At any rate, sorry that this post got all political.  It wasn't meant to be.  I was basically referring back to this article on i09

Selective Perception Is What Makes People Fight About TV


Selected quote:



Selective perception describes the phenomenon of only seeing what we want to see. This bias is most glaring when a large group of people see the same events - like a television show.

Have you ever been standing next to a friend, saw a fight happen in real time, and then turned to each other and said, "He/she was crazy." One of you backs the first of the combatants, and the other is entirely on the side of the second. You can't imagine how your friend feels different. Everything you saw seems to back your position. Your friend feels the same.

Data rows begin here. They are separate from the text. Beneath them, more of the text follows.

//! Crawler module for listing and detail page fetching
//!
//! This module contains the network side of extraction, including:
//! - HTTP fetching with a fixed browser-like header profile
//! - Minimum-interval pacing between page fetches
//! - The crawl session that owns both for one run

mod fetcher;
mod pacer;
mod session;

pub use fetcher::{build_http_client, FetchClient, FetchError};
pub use pacer::Pacer;
pub use session::{fetch_detail_a, fetch_detail_b, CrawlSession, ListingRun};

What you experienced was called selective perception. Give a person a preconception and they will not notice, or soon forget, anything that doesn't back their position. {...}    A surprisingly divisive show was All in the Family. Running throughout the 1970s, it featured a bigoted American father who constantly butted heads with his grown daughter and her liberal husband. The show sometimes got flack from liberal writers, who claimed that it reinforced bigotry in everyday life. The show creators shot back that the kids were always in the right, and the dad was always in the wrong. Clearly, the show discouraged bigotry by making it the butt of every joke.

Then came a survey that showed they were both right. Liberals watched the show because they believed it reinforced their views. Plenty of bigots did the same.







I've read similar survey results for Colbert Report. Some people don't see the satire aspect that others do.